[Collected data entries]
• • • •

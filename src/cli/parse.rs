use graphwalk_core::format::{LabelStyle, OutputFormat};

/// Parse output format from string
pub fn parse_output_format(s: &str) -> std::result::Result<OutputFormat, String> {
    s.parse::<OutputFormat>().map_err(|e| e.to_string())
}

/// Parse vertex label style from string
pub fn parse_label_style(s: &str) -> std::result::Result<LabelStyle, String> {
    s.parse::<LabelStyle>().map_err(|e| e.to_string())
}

• • • •

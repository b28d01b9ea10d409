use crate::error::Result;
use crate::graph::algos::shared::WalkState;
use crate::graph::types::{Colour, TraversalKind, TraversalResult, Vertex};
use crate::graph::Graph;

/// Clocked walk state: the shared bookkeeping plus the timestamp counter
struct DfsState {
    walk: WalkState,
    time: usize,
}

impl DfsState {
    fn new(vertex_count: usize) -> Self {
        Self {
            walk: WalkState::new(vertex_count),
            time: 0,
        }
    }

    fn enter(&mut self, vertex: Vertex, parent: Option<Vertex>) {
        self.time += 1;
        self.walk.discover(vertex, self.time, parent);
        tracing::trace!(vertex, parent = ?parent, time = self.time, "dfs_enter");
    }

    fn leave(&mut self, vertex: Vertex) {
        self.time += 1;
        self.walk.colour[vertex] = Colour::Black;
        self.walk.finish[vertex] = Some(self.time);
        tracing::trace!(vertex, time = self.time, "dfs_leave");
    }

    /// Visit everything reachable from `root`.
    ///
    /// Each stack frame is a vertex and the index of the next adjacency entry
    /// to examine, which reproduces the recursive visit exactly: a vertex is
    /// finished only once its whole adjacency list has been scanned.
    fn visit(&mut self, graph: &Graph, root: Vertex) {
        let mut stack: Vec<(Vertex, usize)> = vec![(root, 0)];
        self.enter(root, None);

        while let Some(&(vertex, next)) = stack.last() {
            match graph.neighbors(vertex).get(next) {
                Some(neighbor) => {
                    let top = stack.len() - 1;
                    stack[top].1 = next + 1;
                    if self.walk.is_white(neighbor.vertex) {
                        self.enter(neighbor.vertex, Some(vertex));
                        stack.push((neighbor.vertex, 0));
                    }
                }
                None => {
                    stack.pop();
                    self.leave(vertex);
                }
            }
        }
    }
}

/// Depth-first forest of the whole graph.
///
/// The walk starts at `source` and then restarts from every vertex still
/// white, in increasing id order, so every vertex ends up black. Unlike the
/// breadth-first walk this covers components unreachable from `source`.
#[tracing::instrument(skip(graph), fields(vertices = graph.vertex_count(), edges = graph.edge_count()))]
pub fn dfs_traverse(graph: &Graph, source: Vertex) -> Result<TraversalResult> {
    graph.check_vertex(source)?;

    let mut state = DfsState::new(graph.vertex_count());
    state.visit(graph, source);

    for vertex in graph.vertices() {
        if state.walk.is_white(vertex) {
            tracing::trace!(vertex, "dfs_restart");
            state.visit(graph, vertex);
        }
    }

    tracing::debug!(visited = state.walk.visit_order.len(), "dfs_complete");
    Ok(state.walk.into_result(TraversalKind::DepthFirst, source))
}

• • • •

**What is required**:
Where a line above contains the word "LabelStyle", show that line.

**Written solution**:
use graphwalk_core::format::{LabelStyle, OutputFormat};
pub fn parse_label_style(s: &str) -> std::result::Result<LabelStyle, String> {
    s.parse::<LabelStyle>().map_err(|e| e.to_string())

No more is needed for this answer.